Seeing Australia as Empire: A call to turn our gaze on to our ongoing colonisation

Updated: Jan 17, 2022


There is no dispute that the nation state now called Australia was born of empire. While many may wish to downplay or push aside the immense violence involved in the colonial settling of this land, all can acknowledge that this modern state was born through the expansion of the British Empire in the Eighteenth and Nineteenth Centuries. On independence, unlike places like India and Kenya, governance was not returned to those who lived here long before the British arrived but was retained by the descendants of the empire who had no intention of decolonising. In this process a new form of colonisation began and a new empire – called Australia – took its place on the international stage.


Of course, it is important to be clear what we mean by empire. There are many times in history where a political entity has been named as an empire. Whether we are talking of the Roman, the Ottoman, the Inca or the British Empires, all have the some key characteristics in common. Central to these is the imposition of power over territories and peoples without their consent. This imposition usually has occurred because of violent invasion and the ongoing maintenance of law and order through force.

Historian, Henry Reynolds (2021) speaks of the origins of British power here on this continent. Reynolds discusses James Cook’s assertion of sovereignty without the ‘consent of the Natives’ (p.15), the British Colonial Office’s ‘extraordinary claim of half the continent’ (p.24) and Governor Phillip’s commission naming all areas where sovereignty was claimed to ‘become the property of the Crown’ (p.71). He concludes that this ‘expropriation of about 400 million hectares of land over half a continent … [was] an act of theft on a truly heroic scale’ (p.49).


Yet Arthur Phillip and subsequent governors learned very quickly that there were no lands without people, that tribal boundaries did exist and the local peoples ‘stood their ground and resisted the invasion with every means available to them’ (Reynolds, p.34). Reynolds records that First Nations’ resistance ‘was confronting from the start’ and for some years from 1825, Aboriginal people were named as ‘representatives of a foreign enemy’. But the Colonial Office, in 1837, overturned this view and named that ‘all natives … must be considered as subjects of the Queen’ (p.72).


So the independent nation called Australia inherited the colonial claims over land and people and continued them. Megan Davis and George Williams (2021, pp.8-14) remind us of decades and decades of First Nations peoples’ resistance, protests and petitions calling for a voice, representation, autonomy, self-determination, land rights and even independence. Sovereignty was never ceded and colonisation by the descendants of empire continue.
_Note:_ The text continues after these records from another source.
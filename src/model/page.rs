//! Page-level types.

use serde::{Deserialize, Serialize};
use std::path::{Path, PathBuf};
use tempfile::TempDir;

/// A single page as read from the PDF, before any extraction decision.
#[derive(Debug, Clone, Serialize, Deserialize)]
pub struct Page {
    /// Page number (1-indexed)
    pub number: u32,

    /// Page width in points (1 point = 1/72 inch)
    pub width: f32,

    /// Page height in points
    pub height: f32,

    /// Text from the page's content stream (may be empty)
    pub text: String,

    /// Number of image XObjects referenced by the page
    pub image_count: u32,

    /// Why the text layer could not be read, if it could not
    #[serde(default, skip_serializing_if = "Option::is_none")]
    pub text_error: Option<String>,
}

impl Page {
    /// Create a new empty page with the given dimensions.
    pub fn new(number: u32, width: f32, height: f32) -> Self {
        Self {
            number,
            width,
            height,
            text: String::new(),
            image_count: 0,
            text_error: None,
        }
    }

    /// Create a new page with standard Letter size (8.5 x 11 inches).
    pub fn letter(number: u32) -> Self {
        Self::new(number, 612.0, 792.0) // 8.5 * 72, 11 * 72
    }

    /// Create a new page with standard A4 size (210 x 297 mm).
    pub fn a4(number: u32) -> Self {
        Self::new(number, 595.0, 842.0) // 210mm * 2.834, 297mm * 2.834
    }

    /// Set the embedded text.
    pub fn with_text(mut self, text: impl Into<String>) -> Self {
        self.text = text.into();
        self
    }

    /// Set the number of images on the page.
    pub fn with_images(mut self, count: u32) -> Self {
        self.image_count = count;
        self
    }

    /// Record a failure to read the text layer.
    pub fn with_text_error(mut self, error: impl Into<String>) -> Self {
        self.text_error = Some(error.into());
        self
    }

    /// Page area in square points.
    pub fn area(&self) -> f32 {
        (self.width * self.height).abs()
    }

    /// Number of characters in the embedded text after trimming.
    pub fn trimmed_char_count(&self) -> usize {
        self.text.trim().chars().count()
    }

    /// Whether the page has any non-whitespace embedded text.
    pub fn has_text_layer(&self) -> bool {
        !self.text.trim().is_empty()
    }

    /// Whether the page carries images but no text layer (typical scan).
    pub fn is_image_only(&self) -> bool {
        self.image_count > 0 && !self.has_text_layer()
    }

    /// Get page dimensions as (width, height) tuple.
    pub fn dimensions(&self) -> (f32, f32) {
        (self.width, self.height)
    }
}

impl Default for Page {
    fn default() -> Self {
        Self::letter(1)
    }
}

/// A rendered page image handed to an OCR backend.
///
/// When the image was rendered into a temporary directory, the directory is
/// owned here and removed when the image is dropped.
#[derive(Debug)]
pub struct PageImage {
    path: PathBuf,
    page: u32,
    dpi: u32,
    _dir: Option<TempDir>,
}

impl PageImage {
    /// Wrap an existing image file.
    pub fn new(path: impl Into<PathBuf>, page: u32, dpi: u32) -> Self {
        Self {
            path: path.into(),
            page,
            dpi,
            _dir: None,
        }
    }

    /// Wrap an image that lives inside `dir`, taking ownership of the directory.
    pub fn in_temp_dir(dir: TempDir, path: impl Into<PathBuf>, page: u32, dpi: u32) -> Self {
        Self {
            path: path.into(),
            page,
            dpi,
            _dir: Some(dir),
        }
    }

    /// Path of the image file.
    pub fn path(&self) -> &Path {
        &self.path
    }

    /// Page number this image was rendered from.
    pub fn page(&self) -> u32 {
        self.page
    }

    /// Resolution the page was rendered at.
    pub fn dpi(&self) -> u32 {
        self.dpi
    }
}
Settler displacement of those indigenous to the many countries here and the appropriation of their lands continue.


This nation also inherited and continued the history of deliberate enslavement, the theft of wages, the taking of children, the disproportional incarceration rates, the much lower life expectancies and the distressing levels of poverty.

Colonial behaviours continue with the majority of the recommendations of the 1991 Royal Commission into Aboriginal Deaths in Custody and the 1997 Bringing Them Home Report not yet fully implemented. In fact, the numbers of First Nations children in out of home care now is double that when Kevin Rudd offered his 2008 apology in the Federal Parliament (Wahlquist, 2018).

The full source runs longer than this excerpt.